BEGIN Provided entries

//! Routes one rendered notification to the adapter for its target platform
//! and records the outcome. Delivery records are audit data; nothing reads
//! them back for control flow.

use std::sync::{Arc, PoisonError, RwLock};

use {
    adrift_channels::{AdapterRegistry, Result},
    adrift_commands::RelaySink,
    adrift_store::{
        MailboxStore,
        types::{MessageRecord, NewMessage},
    },
    async_trait::async_trait,
    tracing::{info, warn},
};

/// Stateless dispatcher over the shared adapter registry.
pub struct RelayDispatcher {
    registry: Arc<RwLock<AdapterRegistry>>,
    store: Arc<dyn MailboxStore>,
}

impl RelayDispatcher {
    #[must_use]
    pub fn new(registry: Arc<RwLock<AdapterRegistry>>, store: Arc<dyn MailboxStore>) -> Self {
        Self { registry, store }
    }

    /// Persist the message as pending, attempt exactly one delivery, and
    /// record the terminal status. A failed send still returns `Ok` with
    /// the failed record; only a missing adapter or a store failure is an
    /// error for the caller.
    pub async fn dispatch(&self, message: NewMessage) -> Result<MessageRecord> {
        let record = self.store.create_message(message).await?;

        let resolved = {
            let registry = self
                .registry
                .read()
                .unwrap_or_else(PoisonError::into_inner);
            registry.resolve(record.target_platform)
        };
        let adapter = match resolved {
            Ok(adapter) => adapter,
            Err(e) => {
                self.store
                    .mark_message_failed(record.id, &e.to_string())
                    .await?;
                warn!(
                    message_id = record.id,
                    platform = %record.target_platform,
                    "relay target platform is not running"
                );
                return Err(e);
            }
        };

        match adapter.send(&record.source_user, &record.content).await {
            Ok(provider_id) => {
                let sent = self.store.mark_message_sent(record.id, &provider_id).await?;
                info!(
                    message_id = sent.id,
                    platform = %sent.target_platform,
                    provider_id,
                    "relayed message"
                );
                Ok(sent)
            }
            Err(e) => {
                let failed = self
                    .store
                    .mark_message_failed(record.id, &e.to_string())
                    .await?;
                warn!(
                    message_id = failed.id,
                    platform = %failed.target_platform,
                    error = %e,
                    "relay delivery failed"
                );
                Ok(failed)
            }
        }
    }
}

#[async_trait]
impl RelaySink for RelayDispatcher {
    async fn relay(&self, message: NewMessage) -> anyhow::Result<MessageRecord> {
        let record = self.dispatch(message).await?;
        if let Some(error) = &record.error {
            anyhow::bail!("delivery failed: {error}");
        }
        Ok(record)
    }
}

#[allow(clippy::unwrap_used)]
#[cfg(test)]
mod tests {
    use {
        adrift_channels::{AdapterPhase, ChannelAdapter, Error},
        adrift_common::{PlatformId, UserRef},
        adrift_store::{MemoryStore, types::DeliveryStatus},
    };

    use super::*;

    struct StubAdapter {
        platform: PlatformId,
        fail: bool,
    }

    #[async_trait]
    impl ChannelAdapter for StubAdapter {
        fn platform(&self) -> PlatformId {
            self.platform
        }

        fn phase(&self) -> AdapterPhase {
            AdapterPhase::Watching
        }

        async fn connect(&self) -> Result<()> {
            Ok(())
        }

        async fn poll_once(&self) -> Result<u32> {
            Ok(0)
        }

        async fn send(&self, recipient_id: &str, _text: &str) -> Result<String> {
            if self.fail {
                return Err(Error::transient("provider outage"));
            }
            Ok(format!("sent-to-{recipient_id}"))
        }

        async fn watch(&self) -> Result<()> {
            Ok(())
        }

        async fn cleanup(&self) {}
    }

    fn message() -> NewMessage {
        NewMessage {
            source: UserRef::new(PlatformId::Nostr, "bob"),
            source_user: "alice".into(),
            target_platform: PlatformId::Bluesky,
            content: "someone replied".into(),
        }
    }

    fn dispatcher(adapter: Option<StubAdapter>, store: Arc<MemoryStore>) -> RelayDispatcher {
        let mut registry = AdapterRegistry::new();
        if let Some(a) = adapter {
            registry.register(Arc::new(a));
        }
        RelayDispatcher::new(Arc::new(RwLock::new(registry)), store)
    }

    #[tokio::test]
    async fn successful_dispatch_records_sent() {
        let store = Arc::new(MemoryStore::new());
        let d = dispatcher(
            Some(StubAdapter {
                platform: PlatformId::Bluesky,
                fail: false,
            }),
            Arc::clone(&store),
        );

        let record = d.dispatch(message()).await.unwrap();
        assert_eq!(record.status, DeliveryStatus::Sent);
        assert_eq!(record.target_id.as_deref(), Some("sent-to-alice"));

        let audit = store.messages(10).await.unwrap();
        assert_eq!(audit.len(), 1);
        assert_eq!(audit[0].status, DeliveryStatus::Sent);
    }

    #[tokio::test]
    async fn failed_send_returns_failed_record() {
        let store = Arc::new(MemoryStore::new());
        let d = dispatcher(
            Some(StubAdapter {
                platform: PlatformId::Bluesky,
                fail: true,
            }),
            Arc::clone(&store),
        );

        let record = d.dispatch(message()).await.unwrap();
        assert_eq!(record.status, DeliveryStatus::Failed);
        assert!(record.error.as_deref().unwrap().contains("provider outage"));
        assert!(record.target_id.is_none());
    }

    #[tokio::test]
    async fn missing_adapter_is_an_error_with_audit_trail() {
        let store = Arc::new(MemoryStore::new());
        let d = dispatcher(None, Arc::clone(&store));

        let outcome = d.dispatch(message()).await;
        assert!(matches!(
            outcome,
            Err(Error::NoAdapter {
                platform: PlatformId::Bluesky
            })
        ));

        let audit = store.messages(10).await.unwrap();
        assert_eq!(audit.len(), 1);
        assert_eq!(audit[0].status, DeliveryStatus::Failed);
    }
}
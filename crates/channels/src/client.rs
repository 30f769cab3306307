use async_trait::async_trait;

use crate::Result;

/// One normalized inbound direct message from the provider.
#[derive(Debug, Clone, PartialEq, Eq)]
pub struct InboundItem {
    pub sender_id: String,
    pub text: String,
    /// Provider timestamp in unix milliseconds; drives watermark dedup.
    pub timestamp_ms: i64,
    pub provider_msg_id: String,
}

/// Opaque wire collaborator for one platform. The concrete login,
/// notification-listing, and DM-creation protocols live entirely behind
/// this trait; the core never sees a wire format.
#[async_trait]
pub trait PlatformClient: Send + Sync {
    /// Establish (or re-establish) an authenticated session.
    async fn login(&self) -> Result<()>;

    /// Fetch inbound direct messages newer than `since_ms`, oldest first
    /// not required — the adapter sorts before processing.
    async fn list_inbound_since(&self, since_ms: Option<i64>) -> Result<Vec<InboundItem>>;

    /// Send a direct message; returns the provider-assigned message id.
    async fn send_direct(&self, recipient_id: &str, text: &str) -> Result<String>;

    /// Publish a public status post. Optional capability; the default
    /// refuses.
    async fn post(&self, _text: &str) -> Result<String> {
        Err(crate::Error::unsupported("posting is not available"))
    }
}
use {adrift_common::PlatformId, std::error::Error as StdError};

/// Crate-wide result type for channel operations.
pub type Result<T> = std::result::Result<T, Error>;

/// Typed channel errors shared by the adapter implementations.
#[derive(Debug, thiserror::Error)]
pub enum Error {
    /// Retryable provider failure: rate limiting, network timeouts.
    #[error("transient channel failure: {context}")]
    Transient { context: String },

    /// Login or session refresh failed; not retryable within a cycle.
    #[error("channel authentication failed: {context}")]
    Auth { context: String },

    /// The adapter does not implement an optional capability.
    #[error("channel operation unsupported: {message}")]
    Unsupported { message: String },

    /// No adapter is configured and running for the requested platform.
    #[error("no adapter for platform: {platform}")]
    NoAdapter { platform: PlatformId },

    /// The underlying store failed.
    #[error(transparent)]
    Store(#[from] adrift_store::Error),

    /// Wrapped source error from an external dependency.
    #[error("channel operation failed: {context}: {source}")]
    External {
        context: String,
        #[source]
        source: Box<dyn StdError + Send + Sync>,
    },
}

impl Error {
    #[must_use]
    pub fn transient(context: impl std::fmt::Display) -> Self {
        Self::Transient {
            context: context.to_string(),
        }
    }

    #[must_use]
    pub fn auth(context: impl std::fmt::Display) -> Self {
        Self::Auth {
            context: context.to_string(),
        }
    }

    #[must_use]
    pub fn unsupported(message: impl std::fmt::Display) -> Self {
        Self::Unsupported {
            message: message.to_string(),
        }
    }

    #[must_use]
    pub fn external(
        context: impl Into<String>,
        source: impl StdError + Send + Sync + 'static,
    ) -> Self {
        Self::External {
            context: context.into(),
            source: Box::new(source),
        }
    }

    /// Whether a bounded wait-then-retry is worth attempting.
    #[must_use]
    pub fn is_transient(&self) -> bool {
        matches!(self, Self::Transient { .. })
    }
}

END Provided entries

Exercise details | Every line in the records above that contains the word "Display" should be copied out.

Result |
    pub fn transient(context: impl std::fmt::Display) -> Self {
    pub fn auth(context: impl std::fmt::Display) -> Self {
    pub fn unsupported(message: impl std::fmt::Display) -> Self {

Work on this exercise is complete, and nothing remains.